▶ **Problem description**
Working through the lines below, return each one that holds "generator".

▶ **Records shown**
_ _ _ _ _

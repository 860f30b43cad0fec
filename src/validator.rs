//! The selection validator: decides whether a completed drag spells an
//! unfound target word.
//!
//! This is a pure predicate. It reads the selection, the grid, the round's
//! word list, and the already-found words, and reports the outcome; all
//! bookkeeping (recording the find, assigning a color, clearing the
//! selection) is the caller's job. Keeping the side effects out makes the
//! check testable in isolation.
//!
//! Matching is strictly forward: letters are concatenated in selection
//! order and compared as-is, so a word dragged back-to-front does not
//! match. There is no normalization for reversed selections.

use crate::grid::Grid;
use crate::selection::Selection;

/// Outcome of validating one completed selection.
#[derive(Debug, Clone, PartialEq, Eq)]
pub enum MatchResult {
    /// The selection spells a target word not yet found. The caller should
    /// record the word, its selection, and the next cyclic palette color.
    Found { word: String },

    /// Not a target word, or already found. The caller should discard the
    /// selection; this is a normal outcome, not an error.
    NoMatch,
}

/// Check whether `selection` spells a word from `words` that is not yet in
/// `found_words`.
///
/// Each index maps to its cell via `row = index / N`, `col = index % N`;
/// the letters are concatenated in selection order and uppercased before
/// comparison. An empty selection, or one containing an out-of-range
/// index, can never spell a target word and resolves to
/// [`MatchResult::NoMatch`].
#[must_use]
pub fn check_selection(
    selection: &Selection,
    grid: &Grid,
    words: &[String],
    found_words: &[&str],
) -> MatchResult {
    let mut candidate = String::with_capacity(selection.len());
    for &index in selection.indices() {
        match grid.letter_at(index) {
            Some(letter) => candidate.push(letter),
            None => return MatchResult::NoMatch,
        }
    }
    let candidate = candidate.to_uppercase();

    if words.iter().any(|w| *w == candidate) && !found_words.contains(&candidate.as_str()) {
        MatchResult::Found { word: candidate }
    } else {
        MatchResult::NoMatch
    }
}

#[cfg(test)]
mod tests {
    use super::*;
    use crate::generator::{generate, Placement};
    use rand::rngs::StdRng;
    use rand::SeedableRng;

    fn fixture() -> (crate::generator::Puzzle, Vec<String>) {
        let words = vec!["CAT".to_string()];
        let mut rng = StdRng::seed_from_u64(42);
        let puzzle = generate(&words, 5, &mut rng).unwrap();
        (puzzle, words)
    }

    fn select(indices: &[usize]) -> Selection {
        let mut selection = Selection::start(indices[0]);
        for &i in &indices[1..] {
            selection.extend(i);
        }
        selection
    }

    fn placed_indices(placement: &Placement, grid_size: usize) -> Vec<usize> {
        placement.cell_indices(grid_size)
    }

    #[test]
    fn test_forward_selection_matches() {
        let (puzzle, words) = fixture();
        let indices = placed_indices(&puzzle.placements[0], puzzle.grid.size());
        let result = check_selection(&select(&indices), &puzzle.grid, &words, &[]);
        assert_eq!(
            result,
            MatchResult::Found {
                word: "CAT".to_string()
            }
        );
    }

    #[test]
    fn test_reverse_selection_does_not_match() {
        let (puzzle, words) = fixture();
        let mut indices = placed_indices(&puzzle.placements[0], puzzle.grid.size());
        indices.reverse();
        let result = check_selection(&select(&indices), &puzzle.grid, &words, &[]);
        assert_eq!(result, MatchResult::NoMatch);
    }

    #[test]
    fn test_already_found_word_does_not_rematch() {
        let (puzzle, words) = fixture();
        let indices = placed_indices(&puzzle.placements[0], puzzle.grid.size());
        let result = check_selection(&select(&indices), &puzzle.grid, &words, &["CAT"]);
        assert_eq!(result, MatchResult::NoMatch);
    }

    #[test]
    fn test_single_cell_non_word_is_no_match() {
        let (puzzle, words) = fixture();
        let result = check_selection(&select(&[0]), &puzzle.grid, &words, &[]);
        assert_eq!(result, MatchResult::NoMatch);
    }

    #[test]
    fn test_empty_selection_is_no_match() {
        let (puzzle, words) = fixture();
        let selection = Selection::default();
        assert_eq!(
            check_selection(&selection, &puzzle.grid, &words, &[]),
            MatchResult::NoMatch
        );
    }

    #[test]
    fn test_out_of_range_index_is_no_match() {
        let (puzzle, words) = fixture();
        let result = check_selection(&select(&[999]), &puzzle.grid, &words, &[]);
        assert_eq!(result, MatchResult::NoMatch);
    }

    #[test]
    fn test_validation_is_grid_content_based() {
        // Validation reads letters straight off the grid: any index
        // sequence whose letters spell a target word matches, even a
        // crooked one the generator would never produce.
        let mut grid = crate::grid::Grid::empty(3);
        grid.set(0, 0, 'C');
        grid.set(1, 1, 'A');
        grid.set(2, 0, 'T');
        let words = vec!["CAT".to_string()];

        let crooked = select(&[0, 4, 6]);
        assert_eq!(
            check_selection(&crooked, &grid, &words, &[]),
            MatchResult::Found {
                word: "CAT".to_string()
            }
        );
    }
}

_ _ _ _ _

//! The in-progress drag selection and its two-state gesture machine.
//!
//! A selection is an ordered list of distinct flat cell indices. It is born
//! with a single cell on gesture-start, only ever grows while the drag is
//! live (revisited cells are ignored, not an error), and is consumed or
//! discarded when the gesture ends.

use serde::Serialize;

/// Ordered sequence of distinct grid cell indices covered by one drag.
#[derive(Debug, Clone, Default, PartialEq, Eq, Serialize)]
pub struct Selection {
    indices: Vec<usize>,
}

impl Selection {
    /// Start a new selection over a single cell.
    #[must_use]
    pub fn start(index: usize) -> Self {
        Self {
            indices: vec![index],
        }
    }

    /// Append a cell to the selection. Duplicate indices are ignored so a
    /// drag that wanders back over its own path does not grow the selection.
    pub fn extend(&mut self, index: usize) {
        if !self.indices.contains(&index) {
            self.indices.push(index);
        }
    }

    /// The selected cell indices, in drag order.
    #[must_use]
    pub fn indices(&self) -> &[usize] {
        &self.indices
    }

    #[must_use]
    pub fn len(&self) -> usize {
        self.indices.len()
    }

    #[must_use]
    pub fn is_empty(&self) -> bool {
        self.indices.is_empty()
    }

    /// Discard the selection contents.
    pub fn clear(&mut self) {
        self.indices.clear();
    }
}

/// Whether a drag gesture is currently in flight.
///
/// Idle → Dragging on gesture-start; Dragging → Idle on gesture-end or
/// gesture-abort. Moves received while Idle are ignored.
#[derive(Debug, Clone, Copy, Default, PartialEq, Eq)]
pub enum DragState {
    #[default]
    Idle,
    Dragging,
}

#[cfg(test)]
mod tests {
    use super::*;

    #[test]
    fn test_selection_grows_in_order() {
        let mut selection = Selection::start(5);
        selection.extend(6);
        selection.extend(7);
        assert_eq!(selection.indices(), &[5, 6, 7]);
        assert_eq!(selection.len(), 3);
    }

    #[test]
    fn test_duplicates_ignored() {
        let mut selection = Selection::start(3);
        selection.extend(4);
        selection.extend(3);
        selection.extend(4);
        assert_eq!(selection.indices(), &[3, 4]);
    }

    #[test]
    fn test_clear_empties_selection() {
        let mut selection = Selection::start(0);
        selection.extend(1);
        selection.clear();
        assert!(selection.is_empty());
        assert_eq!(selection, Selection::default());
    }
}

_ _ _ _ _

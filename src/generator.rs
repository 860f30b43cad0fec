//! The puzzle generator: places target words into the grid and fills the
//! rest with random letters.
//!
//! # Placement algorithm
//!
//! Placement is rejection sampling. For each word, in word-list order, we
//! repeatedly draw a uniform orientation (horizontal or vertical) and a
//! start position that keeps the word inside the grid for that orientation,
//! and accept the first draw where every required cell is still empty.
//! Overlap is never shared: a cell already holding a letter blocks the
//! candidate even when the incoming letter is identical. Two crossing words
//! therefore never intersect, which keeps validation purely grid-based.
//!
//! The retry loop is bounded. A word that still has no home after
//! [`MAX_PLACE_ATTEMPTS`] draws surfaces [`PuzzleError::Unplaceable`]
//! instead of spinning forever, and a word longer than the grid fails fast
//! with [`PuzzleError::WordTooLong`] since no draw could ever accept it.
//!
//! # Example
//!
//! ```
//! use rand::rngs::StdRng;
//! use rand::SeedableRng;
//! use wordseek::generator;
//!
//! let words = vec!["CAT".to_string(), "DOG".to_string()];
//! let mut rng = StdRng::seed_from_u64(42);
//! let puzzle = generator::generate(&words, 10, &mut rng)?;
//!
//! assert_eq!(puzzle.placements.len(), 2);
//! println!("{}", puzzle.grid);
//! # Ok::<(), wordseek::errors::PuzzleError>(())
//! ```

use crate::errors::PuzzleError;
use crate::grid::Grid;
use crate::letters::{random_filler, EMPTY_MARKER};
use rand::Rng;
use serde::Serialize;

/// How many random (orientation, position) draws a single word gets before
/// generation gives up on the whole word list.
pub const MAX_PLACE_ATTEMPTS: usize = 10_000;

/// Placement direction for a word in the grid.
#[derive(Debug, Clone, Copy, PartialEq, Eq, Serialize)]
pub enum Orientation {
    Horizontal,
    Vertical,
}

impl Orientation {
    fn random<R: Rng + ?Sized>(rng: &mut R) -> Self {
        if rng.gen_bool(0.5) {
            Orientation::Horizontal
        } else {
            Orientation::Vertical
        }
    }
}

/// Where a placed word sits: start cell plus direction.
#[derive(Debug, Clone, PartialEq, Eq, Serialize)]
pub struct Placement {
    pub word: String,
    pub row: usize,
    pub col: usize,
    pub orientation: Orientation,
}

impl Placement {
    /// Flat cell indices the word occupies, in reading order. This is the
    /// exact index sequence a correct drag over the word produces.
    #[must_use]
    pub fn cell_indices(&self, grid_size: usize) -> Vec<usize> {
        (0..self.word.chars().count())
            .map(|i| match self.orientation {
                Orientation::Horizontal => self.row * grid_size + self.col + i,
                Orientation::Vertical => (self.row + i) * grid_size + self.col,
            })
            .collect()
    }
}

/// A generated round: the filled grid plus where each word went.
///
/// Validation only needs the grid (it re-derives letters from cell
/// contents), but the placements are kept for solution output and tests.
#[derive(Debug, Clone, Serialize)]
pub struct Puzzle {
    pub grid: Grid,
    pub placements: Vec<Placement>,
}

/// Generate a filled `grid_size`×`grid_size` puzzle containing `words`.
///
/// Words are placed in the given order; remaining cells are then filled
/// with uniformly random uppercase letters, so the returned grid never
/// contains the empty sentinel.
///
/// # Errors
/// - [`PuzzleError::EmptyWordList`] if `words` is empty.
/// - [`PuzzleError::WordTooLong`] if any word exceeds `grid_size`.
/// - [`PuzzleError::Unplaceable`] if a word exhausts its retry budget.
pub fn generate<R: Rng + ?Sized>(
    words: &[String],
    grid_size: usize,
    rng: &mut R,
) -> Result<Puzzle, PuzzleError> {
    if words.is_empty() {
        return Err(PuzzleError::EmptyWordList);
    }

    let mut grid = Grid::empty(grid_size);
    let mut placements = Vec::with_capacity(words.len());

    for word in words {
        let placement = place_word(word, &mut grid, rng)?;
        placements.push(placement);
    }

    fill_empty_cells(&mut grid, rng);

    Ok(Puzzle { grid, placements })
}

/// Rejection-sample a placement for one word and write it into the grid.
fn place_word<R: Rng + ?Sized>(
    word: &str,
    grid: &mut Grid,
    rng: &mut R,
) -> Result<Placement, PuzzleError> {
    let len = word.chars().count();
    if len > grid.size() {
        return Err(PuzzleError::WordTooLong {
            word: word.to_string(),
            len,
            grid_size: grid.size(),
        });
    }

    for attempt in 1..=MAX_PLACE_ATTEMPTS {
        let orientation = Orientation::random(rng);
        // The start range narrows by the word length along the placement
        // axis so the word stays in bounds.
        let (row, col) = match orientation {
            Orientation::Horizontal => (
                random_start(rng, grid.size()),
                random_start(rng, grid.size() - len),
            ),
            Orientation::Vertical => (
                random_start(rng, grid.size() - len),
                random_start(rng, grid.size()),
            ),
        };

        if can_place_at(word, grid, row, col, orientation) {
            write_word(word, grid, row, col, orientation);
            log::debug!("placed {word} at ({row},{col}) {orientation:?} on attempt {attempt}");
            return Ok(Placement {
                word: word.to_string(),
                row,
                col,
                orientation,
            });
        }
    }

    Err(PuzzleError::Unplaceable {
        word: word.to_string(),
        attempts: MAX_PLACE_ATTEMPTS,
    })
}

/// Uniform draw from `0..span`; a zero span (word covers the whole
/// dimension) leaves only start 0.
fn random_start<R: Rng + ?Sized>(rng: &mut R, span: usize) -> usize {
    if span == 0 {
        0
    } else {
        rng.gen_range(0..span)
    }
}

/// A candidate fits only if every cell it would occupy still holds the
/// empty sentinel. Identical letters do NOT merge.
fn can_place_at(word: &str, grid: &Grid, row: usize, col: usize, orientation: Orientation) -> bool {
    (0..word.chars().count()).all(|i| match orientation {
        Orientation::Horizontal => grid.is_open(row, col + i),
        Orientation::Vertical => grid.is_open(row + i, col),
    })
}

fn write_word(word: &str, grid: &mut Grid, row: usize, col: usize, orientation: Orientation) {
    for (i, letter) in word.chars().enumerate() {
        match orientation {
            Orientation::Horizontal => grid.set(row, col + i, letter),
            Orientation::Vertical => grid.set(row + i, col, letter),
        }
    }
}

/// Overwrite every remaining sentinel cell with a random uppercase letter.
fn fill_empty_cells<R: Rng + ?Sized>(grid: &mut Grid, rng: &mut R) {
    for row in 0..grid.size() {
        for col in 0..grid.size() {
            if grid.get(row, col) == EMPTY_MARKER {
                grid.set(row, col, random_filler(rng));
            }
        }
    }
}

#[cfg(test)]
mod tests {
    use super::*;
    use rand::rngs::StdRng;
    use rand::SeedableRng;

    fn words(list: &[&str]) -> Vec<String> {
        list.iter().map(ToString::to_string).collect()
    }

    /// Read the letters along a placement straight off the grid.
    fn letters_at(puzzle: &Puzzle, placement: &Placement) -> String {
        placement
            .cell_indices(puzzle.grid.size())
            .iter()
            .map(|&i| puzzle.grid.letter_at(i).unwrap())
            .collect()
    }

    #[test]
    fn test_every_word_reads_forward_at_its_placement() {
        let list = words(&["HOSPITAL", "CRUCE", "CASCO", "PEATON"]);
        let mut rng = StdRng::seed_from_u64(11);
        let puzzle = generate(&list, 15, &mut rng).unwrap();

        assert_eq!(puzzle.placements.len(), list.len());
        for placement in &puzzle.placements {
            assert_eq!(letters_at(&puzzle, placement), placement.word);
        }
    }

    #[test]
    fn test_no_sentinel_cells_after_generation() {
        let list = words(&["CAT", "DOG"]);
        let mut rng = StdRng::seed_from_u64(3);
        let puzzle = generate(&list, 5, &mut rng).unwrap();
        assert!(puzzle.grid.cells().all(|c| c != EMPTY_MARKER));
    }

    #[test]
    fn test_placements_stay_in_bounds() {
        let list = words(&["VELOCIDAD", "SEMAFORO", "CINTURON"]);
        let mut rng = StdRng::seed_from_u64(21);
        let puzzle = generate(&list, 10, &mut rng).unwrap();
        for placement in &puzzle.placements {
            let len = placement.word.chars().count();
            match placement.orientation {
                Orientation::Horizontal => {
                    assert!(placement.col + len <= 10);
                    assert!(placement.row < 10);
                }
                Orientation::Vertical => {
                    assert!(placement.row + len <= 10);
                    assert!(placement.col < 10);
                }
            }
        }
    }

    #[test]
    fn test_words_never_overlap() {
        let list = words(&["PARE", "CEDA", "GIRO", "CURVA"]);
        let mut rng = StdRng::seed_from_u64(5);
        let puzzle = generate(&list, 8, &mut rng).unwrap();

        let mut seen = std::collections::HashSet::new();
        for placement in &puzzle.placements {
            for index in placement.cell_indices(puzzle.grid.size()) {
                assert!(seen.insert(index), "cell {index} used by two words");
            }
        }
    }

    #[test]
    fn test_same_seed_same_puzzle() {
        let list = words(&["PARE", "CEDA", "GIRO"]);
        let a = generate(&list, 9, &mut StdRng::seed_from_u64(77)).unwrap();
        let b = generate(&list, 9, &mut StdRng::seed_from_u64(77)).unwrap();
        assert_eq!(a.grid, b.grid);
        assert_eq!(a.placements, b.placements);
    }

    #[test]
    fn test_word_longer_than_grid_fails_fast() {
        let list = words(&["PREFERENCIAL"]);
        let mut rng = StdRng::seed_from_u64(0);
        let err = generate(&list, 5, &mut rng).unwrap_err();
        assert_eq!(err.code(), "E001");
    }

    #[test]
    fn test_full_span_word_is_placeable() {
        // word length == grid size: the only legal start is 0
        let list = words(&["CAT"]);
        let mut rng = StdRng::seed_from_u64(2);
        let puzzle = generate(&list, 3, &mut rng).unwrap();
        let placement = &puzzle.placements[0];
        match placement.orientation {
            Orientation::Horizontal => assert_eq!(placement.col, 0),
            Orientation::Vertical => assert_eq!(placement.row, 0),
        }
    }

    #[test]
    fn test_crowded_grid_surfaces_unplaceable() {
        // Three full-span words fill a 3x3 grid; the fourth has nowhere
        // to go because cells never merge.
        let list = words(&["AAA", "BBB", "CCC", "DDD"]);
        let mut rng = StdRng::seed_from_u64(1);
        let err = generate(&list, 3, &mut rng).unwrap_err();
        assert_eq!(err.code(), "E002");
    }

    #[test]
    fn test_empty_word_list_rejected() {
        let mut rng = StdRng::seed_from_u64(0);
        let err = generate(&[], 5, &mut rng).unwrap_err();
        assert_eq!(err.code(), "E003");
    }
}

_ _ _ _ _

▶ **Written response**
    use crate::generator::{generate, Placement};
    fn fixture() -> (crate::generator::Puzzle, Vec<String>) {
        // crooked one the generator would never produce.
filename src/generator.rs
//! The puzzle generator: places target words into the grid and fills the
//! use wordseek::generator;
//! let puzzle = generator::generate(&words, 10, &mut rng)?;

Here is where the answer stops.